Mariah Carey – E=MC²

HipHop/RapPopR&B, VÖ: April 2008
E=MC² beginnt in einem Club und endet in einer Kirche. MARIAH CAREY liebt ihre Extreme.

Es gibt einen großen mathematischen Unterschied zwischen Pop-Instinkt und Pop-Produktion, und der größte Teil von „E=MC²“ demonstriert Letzteres. Auf dem Cover ist Carey nackt, abgesehen von der größten Federboa der Welt, einem Accessoire, für das sicherlich ganze Vogelschwärme ihr Leben geopfert haben. Der lächerliche, kampflustige Exzess des Mariah-Mythos ist eindeutig noch in vollem Gange. Das war nicht immer so: Die Frau mag heutzutage auf eine gute Art und Weise „verrückt“ sein, aber 2001 wurde sie nach einem Nervenzusammenbruch und einem mutmaßlichen Selbstmordversuch ins Krankenhaus eingeliefert und erlitt die ersten kommerziellen Misserfolge ihrer Karriere. Der Triumph von „The Emancipation of Mimi“ und „E=MC2“ ist die Art und Weise, wie die beiden Seiten ihres Charakters als Startrampen für großartigen Pop genutzt wurden. Und nach ihren lukrativen Hip-Hop-Teams mit Snoop Dogg, Nelly und Twista kehrt Mariah dieses Mal mit Damien Marley, T-Pain und Young Jeezy im Schlepptau zurück.

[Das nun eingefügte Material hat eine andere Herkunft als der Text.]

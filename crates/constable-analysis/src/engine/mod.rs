//! Orchestration: cop contract, registry, single-pass commissioner,
//! correction merging, and the per-run team.

pub mod commissioner;
pub mod cop;
pub mod corrector;
pub mod registry;
pub mod team;
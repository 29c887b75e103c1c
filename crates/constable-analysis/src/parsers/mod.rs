//! Parser seam: turns file content into a tree, diagnostics and a buffer.

pub mod error_tolerant;
pub mod ruby;
pub mod traits;
pub mod types;
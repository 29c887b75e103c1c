//! Options for one run, supplied by the driver.

use serde::{Deserialize, Serialize};

#[derive(Debug, Clone, Copy, Serialize, Deserialize, Default, PartialEq, Eq)]
#[serde(default)]
pub struct RunOptions {
    /// Rewrite files with the merged corrections.
    pub autocorrect: bool,
    /// Log full failure detail and backtraces.
    pub debug: bool,
}

impl RunOptions {
    pub fn autocorrecting() -> Self {
        Self {
            autocorrect: true,
            ..Self::default()
        }
    }

    pub fn with_debug(mut self, debug: bool) -> Self {
        self.debug = debug;
        self
    }
}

Der vielleicht experimentellste Track ist das von Damian Marley unterstützte „Cruise Control“. Hier unternimmt Mariah einen bescheidenen Versuch, einige Inselrhythmen in ihren charakteristischen R&B-Sound einfließen zu lassen. Bevor Mr. Marley seinen zweistelligen Taktsatz liefern kann, singt Mariah: „can’t nobody tell me nothin‘ when he comes into view…cause he’s the flyest ting when he be cruisin‘ on me avenue…when tha door open, de gals pon de block…they be hopin‘ to rob tha clock, me say no man.“ Dies ist nur eines von vielen Beispielen, in denen Mariah die Tatsache zu vergessen scheint, dass sie nicht mehr in den Zwanzigern ist. An anderer Stelle gibt es zweieinhalb Uptempo-Melodien. „O.O.C.“ gefällt mit einer schönen, ungezwungenen Lockerheit, ist vielleicht nicht völlig „out of control“, wie angekündigt, aber sicherlich eine willkommene Abwechslung zu ihren verkrampfteren Jams und noch verkrampfteren Balladen. 

„I’m That Chick“ ist ein Retro-Leckerbissen im besten, glitzernsten Sinne. Der Triumph des Songs besteht darin, dass „I’m That Chick“ im Gegensatz zu all unseren anderen Dancefloor-Diven darauf verzichtet, aus Pflichtgefühl einen Disko-Knaller auf ihre ansonsten Hip-Hop-Hybrid-LPs zu werfen. Und so knüpft das süße, dahingleitende „I’m That Chick“ im 4/4-Takt an die aktuelle R&B-Mode an und ist dennoch mehr Disco, als jeder andere Vertreter des Trends: Es könnte fast ein Track aus Carey’s eigenen frühen Tagen sein. Seit dem ersten Tag war Mariah immer als Single-Künstlerin bekannt; eine Schöpferin großartiger Alben ist sie nicht. Trotzdem wird The Voice auf ihrem Thron bleiben, bis sich jemand tatsächlich traut, ihr die Krone eines Tages streitig zu machen.